WORK REQUEST: Within the data that follows, how many lines carry the string "VisibilityCache"? Give the number alone.

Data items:

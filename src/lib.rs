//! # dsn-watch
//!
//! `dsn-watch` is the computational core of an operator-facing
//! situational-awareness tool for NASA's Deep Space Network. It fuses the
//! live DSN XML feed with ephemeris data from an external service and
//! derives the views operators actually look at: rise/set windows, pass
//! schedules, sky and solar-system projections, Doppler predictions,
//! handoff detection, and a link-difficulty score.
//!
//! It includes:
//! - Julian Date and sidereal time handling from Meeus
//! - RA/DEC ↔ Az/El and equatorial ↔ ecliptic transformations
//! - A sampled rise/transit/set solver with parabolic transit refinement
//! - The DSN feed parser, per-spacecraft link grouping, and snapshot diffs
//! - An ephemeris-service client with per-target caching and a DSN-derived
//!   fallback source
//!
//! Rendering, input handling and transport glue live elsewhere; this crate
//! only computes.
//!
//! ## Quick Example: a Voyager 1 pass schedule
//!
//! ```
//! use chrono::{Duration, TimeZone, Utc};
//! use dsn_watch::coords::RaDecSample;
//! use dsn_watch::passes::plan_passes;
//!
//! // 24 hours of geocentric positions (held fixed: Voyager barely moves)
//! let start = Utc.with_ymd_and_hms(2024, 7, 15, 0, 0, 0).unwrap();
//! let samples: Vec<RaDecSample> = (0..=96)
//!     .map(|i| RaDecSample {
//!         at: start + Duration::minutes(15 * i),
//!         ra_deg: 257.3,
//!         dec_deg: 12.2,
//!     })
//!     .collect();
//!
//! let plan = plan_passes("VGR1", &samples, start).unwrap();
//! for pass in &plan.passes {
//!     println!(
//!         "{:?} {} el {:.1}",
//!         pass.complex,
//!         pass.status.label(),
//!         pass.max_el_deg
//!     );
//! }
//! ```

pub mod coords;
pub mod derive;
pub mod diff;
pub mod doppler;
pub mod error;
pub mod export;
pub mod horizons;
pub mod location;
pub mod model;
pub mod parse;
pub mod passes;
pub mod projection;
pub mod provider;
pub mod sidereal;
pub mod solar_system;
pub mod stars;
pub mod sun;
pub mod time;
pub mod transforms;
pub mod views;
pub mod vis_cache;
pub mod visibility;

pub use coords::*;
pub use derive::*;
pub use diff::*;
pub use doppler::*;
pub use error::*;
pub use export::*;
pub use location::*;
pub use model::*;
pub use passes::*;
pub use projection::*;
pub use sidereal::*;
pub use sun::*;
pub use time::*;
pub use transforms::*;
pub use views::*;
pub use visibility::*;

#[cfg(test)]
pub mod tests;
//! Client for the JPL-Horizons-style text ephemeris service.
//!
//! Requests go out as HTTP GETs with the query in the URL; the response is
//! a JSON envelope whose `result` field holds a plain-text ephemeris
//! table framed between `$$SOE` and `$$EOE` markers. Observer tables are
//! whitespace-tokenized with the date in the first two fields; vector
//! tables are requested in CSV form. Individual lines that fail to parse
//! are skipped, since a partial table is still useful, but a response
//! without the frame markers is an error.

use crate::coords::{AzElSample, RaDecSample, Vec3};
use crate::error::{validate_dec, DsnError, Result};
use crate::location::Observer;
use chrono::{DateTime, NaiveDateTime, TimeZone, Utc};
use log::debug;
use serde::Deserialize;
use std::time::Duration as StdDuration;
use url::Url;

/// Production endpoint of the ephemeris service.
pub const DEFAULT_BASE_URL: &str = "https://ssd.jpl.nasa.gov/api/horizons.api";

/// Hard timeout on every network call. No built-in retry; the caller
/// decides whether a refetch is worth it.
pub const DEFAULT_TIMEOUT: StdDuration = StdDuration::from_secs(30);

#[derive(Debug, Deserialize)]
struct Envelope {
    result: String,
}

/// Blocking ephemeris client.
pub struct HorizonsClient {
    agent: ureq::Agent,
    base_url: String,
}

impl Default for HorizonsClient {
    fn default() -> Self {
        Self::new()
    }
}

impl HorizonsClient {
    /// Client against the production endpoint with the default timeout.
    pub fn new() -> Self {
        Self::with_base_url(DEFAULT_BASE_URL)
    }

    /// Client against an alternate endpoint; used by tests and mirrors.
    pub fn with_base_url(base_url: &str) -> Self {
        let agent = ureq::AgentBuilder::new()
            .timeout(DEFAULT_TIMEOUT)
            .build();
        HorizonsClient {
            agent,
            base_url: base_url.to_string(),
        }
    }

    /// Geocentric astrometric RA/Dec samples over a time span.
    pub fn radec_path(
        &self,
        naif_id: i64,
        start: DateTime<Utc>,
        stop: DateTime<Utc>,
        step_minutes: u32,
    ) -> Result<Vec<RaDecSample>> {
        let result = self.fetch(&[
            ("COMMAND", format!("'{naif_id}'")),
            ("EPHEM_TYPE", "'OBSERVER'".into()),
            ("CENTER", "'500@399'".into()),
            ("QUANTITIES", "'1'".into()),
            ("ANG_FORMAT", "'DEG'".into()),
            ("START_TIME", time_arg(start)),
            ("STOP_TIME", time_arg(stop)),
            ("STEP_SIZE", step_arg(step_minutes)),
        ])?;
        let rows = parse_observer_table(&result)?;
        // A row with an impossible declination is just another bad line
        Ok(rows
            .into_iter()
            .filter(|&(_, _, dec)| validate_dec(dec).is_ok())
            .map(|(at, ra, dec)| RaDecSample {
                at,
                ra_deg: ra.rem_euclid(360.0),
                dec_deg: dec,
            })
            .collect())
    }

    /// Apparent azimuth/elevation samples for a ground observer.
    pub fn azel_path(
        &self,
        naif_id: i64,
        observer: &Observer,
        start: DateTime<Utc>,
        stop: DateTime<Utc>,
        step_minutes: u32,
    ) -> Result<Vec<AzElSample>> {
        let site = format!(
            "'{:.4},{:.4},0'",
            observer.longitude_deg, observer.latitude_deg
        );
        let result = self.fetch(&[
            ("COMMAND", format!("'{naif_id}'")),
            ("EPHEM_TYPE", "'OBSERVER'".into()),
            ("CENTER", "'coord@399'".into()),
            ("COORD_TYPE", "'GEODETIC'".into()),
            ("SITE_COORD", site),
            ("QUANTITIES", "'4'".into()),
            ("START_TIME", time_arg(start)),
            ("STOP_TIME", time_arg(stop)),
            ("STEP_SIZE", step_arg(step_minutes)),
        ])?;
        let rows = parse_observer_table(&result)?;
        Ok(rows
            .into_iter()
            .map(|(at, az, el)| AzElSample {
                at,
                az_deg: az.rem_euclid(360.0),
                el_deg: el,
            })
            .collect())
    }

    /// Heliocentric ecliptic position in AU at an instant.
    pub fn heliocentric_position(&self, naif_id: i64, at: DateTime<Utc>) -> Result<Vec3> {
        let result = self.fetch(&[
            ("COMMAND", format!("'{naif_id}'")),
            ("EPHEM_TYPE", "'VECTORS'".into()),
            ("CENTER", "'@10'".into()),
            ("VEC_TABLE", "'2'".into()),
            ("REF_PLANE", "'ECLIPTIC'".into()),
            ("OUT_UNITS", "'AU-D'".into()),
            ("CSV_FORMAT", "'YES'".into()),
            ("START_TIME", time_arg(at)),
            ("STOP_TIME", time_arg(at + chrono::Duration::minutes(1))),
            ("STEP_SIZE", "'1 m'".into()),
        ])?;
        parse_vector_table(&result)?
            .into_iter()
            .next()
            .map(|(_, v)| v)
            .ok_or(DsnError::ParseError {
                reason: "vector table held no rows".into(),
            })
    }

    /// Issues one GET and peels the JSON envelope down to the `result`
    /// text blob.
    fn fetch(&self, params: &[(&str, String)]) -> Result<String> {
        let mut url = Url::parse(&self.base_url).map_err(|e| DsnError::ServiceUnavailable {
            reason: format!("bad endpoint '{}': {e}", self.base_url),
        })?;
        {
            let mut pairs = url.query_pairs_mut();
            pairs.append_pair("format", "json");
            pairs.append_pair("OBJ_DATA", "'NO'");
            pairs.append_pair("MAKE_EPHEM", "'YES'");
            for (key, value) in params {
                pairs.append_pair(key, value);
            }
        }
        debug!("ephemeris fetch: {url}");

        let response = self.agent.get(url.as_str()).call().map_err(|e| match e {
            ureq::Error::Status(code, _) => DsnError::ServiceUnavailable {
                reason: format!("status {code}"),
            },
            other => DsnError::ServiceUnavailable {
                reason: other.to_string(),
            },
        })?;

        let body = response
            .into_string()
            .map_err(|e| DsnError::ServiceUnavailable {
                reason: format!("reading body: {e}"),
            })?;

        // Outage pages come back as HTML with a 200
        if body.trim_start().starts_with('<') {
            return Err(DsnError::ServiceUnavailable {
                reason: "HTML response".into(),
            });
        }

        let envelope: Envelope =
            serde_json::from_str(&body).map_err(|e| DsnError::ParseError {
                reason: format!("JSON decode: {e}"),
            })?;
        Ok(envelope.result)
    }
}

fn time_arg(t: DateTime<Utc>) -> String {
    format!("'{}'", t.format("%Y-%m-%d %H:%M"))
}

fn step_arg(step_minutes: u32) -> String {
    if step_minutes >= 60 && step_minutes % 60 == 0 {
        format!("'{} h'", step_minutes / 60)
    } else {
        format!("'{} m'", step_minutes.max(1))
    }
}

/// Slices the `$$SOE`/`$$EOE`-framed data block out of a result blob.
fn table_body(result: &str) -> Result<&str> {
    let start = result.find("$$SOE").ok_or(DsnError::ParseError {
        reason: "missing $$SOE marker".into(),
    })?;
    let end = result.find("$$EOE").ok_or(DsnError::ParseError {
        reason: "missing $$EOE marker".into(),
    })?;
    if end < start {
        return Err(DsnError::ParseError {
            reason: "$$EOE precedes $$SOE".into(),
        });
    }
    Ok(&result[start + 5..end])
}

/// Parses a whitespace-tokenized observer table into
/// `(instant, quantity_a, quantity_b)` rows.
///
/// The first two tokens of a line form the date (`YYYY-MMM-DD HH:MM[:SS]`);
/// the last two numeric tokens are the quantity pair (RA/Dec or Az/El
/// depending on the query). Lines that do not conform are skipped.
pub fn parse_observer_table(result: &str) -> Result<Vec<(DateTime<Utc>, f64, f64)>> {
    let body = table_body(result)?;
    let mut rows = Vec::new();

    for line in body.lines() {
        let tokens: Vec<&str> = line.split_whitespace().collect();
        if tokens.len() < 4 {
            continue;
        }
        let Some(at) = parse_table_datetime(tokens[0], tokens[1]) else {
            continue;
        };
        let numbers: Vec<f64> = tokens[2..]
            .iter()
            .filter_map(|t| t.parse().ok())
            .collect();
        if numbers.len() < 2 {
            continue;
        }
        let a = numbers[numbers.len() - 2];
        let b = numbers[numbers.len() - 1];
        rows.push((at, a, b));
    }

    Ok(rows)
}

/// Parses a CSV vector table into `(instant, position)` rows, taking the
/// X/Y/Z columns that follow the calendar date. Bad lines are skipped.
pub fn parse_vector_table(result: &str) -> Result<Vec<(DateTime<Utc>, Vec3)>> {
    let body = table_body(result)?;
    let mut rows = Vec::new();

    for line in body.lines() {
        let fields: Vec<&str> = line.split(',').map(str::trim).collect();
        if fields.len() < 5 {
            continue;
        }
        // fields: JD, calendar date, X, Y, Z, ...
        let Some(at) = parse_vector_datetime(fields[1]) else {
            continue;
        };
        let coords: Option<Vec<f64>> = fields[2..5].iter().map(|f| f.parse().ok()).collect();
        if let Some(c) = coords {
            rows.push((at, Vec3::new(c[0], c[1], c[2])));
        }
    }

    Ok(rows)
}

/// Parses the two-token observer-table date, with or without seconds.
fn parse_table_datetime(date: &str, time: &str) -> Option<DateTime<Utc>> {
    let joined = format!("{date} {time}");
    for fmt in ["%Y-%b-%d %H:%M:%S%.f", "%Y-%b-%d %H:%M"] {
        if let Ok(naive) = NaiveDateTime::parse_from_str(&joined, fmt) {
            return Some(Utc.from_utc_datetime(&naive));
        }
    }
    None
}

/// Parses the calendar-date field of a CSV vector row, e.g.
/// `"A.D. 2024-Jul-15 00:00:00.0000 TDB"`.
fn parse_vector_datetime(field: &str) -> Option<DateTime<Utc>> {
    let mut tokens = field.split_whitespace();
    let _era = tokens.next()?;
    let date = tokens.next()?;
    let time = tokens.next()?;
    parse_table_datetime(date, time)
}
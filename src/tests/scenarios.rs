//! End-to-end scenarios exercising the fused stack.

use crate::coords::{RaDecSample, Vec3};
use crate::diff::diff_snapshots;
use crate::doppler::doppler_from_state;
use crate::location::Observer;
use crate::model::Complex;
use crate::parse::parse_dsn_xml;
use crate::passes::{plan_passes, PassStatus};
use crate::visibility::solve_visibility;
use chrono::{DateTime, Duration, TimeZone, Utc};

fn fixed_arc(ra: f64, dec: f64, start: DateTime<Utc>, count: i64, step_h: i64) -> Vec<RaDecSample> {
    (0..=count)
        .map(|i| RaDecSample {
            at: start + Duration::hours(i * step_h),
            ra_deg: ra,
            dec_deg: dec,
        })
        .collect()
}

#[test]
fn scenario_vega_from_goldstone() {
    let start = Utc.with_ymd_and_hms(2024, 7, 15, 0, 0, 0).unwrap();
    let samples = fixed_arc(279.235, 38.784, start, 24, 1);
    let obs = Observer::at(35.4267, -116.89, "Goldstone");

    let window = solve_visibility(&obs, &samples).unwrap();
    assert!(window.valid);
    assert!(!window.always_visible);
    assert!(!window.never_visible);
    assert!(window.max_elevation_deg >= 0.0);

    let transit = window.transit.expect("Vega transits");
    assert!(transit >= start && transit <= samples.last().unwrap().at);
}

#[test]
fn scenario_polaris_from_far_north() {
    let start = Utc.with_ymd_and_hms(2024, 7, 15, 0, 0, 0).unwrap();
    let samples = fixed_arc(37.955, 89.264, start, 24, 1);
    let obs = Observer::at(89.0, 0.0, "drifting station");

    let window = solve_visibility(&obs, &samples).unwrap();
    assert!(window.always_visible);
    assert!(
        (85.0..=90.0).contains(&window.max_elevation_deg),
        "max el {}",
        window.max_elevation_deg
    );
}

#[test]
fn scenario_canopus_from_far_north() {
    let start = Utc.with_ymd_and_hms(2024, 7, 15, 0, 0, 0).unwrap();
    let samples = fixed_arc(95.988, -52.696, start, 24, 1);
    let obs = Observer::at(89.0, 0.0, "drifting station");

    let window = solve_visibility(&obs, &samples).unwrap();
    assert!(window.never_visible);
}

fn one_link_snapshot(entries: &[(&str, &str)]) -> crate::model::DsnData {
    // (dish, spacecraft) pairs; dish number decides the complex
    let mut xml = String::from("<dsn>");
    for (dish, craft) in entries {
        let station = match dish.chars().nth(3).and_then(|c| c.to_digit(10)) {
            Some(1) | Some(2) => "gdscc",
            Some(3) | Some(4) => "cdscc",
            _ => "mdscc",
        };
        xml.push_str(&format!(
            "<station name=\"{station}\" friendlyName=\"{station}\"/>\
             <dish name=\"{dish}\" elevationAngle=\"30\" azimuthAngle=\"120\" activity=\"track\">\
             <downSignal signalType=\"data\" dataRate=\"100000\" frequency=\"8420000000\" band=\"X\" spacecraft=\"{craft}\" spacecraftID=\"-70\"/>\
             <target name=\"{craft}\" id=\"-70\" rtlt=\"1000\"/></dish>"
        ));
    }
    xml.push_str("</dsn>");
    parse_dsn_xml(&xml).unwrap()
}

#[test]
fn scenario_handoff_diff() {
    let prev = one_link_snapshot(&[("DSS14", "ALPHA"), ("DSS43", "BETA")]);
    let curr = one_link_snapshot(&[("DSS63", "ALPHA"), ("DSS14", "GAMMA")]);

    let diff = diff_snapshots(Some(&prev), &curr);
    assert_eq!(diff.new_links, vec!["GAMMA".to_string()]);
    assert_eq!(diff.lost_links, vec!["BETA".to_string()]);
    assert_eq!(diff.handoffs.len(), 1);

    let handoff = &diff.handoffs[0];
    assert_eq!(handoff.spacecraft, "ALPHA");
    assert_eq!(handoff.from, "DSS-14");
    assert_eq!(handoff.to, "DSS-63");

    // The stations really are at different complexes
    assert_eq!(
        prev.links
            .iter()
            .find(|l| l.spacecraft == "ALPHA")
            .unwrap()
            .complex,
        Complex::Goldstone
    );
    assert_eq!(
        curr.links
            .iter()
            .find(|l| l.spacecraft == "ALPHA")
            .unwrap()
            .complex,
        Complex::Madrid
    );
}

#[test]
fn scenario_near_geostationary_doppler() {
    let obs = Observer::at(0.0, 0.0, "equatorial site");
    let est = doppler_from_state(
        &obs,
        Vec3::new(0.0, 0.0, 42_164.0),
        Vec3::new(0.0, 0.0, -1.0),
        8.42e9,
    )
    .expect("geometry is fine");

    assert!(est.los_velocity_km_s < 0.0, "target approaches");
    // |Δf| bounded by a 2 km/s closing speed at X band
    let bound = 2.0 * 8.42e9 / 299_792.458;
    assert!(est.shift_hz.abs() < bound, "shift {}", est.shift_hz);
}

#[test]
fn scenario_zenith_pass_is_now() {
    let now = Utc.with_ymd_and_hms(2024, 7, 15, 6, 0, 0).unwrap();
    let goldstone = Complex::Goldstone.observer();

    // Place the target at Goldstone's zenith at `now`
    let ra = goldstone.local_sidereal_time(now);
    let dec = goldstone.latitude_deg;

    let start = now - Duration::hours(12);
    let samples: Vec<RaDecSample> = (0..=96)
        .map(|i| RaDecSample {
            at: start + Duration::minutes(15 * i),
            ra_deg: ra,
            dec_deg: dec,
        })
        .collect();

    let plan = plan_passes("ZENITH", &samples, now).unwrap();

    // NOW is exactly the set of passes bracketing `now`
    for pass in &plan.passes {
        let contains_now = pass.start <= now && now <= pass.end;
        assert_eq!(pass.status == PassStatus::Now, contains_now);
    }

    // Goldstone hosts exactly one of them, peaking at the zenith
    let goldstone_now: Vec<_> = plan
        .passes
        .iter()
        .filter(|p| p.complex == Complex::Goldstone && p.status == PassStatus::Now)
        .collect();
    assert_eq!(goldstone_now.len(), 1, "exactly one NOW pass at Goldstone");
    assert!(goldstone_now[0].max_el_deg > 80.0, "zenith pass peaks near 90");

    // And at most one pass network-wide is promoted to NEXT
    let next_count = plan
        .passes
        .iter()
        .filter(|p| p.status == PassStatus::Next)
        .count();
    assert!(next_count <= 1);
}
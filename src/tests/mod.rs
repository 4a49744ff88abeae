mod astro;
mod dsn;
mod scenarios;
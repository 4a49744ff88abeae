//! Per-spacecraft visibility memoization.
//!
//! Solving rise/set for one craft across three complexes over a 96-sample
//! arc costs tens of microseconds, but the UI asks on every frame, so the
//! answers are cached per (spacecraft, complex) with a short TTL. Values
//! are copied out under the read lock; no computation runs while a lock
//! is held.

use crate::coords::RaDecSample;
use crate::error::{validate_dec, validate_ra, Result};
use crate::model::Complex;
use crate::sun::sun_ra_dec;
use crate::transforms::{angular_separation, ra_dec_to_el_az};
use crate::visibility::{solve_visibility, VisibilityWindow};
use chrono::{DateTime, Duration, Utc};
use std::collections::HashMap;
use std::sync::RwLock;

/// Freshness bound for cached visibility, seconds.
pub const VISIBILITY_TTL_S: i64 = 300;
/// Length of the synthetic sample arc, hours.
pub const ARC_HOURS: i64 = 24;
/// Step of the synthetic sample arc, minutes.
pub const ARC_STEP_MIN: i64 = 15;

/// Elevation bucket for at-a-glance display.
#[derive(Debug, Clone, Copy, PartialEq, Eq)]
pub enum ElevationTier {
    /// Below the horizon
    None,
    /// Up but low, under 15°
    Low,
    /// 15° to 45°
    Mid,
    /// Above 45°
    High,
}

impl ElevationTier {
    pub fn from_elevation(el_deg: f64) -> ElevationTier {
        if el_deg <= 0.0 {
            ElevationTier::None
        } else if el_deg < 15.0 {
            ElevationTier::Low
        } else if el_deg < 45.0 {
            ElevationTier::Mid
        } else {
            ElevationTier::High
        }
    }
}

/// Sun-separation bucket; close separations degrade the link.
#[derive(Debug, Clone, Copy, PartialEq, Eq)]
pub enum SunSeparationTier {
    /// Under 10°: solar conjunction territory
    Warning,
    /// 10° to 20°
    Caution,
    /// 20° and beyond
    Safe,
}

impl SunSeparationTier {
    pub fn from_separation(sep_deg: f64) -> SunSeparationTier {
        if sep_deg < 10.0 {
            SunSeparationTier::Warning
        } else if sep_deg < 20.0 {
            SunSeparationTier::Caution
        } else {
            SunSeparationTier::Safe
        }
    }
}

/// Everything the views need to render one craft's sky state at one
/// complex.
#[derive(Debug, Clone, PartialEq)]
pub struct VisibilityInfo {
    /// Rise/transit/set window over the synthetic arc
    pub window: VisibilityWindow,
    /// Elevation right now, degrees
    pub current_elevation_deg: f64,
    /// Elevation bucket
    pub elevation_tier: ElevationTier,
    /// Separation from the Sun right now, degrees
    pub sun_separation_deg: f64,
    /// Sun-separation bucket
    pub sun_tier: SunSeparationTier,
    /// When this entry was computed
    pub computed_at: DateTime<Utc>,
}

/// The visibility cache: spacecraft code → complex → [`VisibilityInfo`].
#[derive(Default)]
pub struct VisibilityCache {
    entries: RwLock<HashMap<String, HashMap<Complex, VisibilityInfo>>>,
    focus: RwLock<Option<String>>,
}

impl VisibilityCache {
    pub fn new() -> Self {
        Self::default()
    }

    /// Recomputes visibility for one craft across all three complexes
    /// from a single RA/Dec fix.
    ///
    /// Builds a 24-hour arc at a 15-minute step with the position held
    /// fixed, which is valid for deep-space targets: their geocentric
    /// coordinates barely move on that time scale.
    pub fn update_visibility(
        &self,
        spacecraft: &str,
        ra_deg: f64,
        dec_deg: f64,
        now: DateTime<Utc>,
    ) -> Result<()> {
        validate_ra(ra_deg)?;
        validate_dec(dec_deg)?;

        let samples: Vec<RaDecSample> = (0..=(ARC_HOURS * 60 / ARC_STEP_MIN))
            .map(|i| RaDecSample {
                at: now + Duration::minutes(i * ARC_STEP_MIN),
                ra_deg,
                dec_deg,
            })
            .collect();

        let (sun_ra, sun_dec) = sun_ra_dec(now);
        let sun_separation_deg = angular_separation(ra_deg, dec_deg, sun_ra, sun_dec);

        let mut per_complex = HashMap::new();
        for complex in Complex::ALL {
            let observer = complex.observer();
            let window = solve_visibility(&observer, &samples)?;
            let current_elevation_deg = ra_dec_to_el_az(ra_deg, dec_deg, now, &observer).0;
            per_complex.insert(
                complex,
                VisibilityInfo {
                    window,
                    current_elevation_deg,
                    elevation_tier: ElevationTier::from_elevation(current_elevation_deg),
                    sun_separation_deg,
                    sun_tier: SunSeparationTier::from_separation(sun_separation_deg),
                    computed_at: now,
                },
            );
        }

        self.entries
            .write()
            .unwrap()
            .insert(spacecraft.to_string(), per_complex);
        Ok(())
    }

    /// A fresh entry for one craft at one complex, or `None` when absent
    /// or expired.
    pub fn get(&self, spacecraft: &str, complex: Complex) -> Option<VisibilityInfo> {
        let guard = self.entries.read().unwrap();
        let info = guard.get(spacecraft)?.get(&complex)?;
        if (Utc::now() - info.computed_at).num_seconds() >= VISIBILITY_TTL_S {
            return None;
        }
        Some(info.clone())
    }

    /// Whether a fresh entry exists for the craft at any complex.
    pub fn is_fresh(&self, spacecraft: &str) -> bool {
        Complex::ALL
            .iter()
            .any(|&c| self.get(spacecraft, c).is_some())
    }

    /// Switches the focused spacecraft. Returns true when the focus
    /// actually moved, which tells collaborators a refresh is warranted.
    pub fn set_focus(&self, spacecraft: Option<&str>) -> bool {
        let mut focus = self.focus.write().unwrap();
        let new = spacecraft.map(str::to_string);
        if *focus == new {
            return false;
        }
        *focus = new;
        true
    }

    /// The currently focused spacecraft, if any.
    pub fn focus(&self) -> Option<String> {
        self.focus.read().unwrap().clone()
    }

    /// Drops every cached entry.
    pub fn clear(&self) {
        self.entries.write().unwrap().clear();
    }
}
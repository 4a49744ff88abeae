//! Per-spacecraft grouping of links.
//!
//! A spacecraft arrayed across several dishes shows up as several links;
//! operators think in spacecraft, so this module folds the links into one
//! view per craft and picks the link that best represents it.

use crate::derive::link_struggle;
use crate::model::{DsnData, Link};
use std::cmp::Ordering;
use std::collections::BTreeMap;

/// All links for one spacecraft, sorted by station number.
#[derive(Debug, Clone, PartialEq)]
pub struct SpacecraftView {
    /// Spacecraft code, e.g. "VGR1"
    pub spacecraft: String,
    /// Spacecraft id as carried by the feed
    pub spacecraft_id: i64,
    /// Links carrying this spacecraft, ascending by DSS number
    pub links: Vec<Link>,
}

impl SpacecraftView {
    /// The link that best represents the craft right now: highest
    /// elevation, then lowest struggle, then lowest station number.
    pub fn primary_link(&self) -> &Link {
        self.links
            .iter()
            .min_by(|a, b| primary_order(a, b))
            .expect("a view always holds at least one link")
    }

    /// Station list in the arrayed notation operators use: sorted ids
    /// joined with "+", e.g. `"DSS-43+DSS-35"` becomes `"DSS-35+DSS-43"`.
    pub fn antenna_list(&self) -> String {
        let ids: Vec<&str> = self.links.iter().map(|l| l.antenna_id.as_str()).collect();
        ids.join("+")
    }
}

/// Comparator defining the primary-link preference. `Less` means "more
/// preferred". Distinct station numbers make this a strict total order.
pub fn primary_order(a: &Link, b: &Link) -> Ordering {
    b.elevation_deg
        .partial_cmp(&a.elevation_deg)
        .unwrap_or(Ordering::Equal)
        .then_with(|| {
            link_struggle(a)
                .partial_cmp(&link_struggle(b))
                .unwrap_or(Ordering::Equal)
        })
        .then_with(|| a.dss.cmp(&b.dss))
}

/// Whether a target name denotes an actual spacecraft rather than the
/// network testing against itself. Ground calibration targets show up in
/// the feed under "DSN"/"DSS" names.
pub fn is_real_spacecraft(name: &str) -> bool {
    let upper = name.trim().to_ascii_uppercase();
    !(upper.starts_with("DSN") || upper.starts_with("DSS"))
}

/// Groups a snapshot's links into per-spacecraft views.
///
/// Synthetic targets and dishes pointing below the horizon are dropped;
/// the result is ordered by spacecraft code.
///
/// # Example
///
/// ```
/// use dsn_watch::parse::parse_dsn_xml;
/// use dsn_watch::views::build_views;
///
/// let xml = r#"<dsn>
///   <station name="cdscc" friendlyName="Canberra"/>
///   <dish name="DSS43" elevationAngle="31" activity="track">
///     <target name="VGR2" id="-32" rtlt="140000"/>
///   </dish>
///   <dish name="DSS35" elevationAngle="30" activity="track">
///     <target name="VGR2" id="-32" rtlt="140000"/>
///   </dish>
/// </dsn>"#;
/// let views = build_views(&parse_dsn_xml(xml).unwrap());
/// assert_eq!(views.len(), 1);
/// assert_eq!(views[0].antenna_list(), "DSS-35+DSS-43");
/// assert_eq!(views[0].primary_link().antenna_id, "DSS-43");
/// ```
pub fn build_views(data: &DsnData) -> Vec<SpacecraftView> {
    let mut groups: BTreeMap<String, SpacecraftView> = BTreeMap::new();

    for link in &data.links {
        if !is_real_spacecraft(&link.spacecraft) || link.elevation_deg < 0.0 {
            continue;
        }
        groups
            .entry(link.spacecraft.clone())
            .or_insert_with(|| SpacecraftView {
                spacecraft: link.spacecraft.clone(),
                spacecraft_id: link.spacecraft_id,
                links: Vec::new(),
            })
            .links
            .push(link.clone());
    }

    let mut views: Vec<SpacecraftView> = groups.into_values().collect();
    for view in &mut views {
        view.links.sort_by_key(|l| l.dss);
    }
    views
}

RESPONSE TO THIS TASK: 2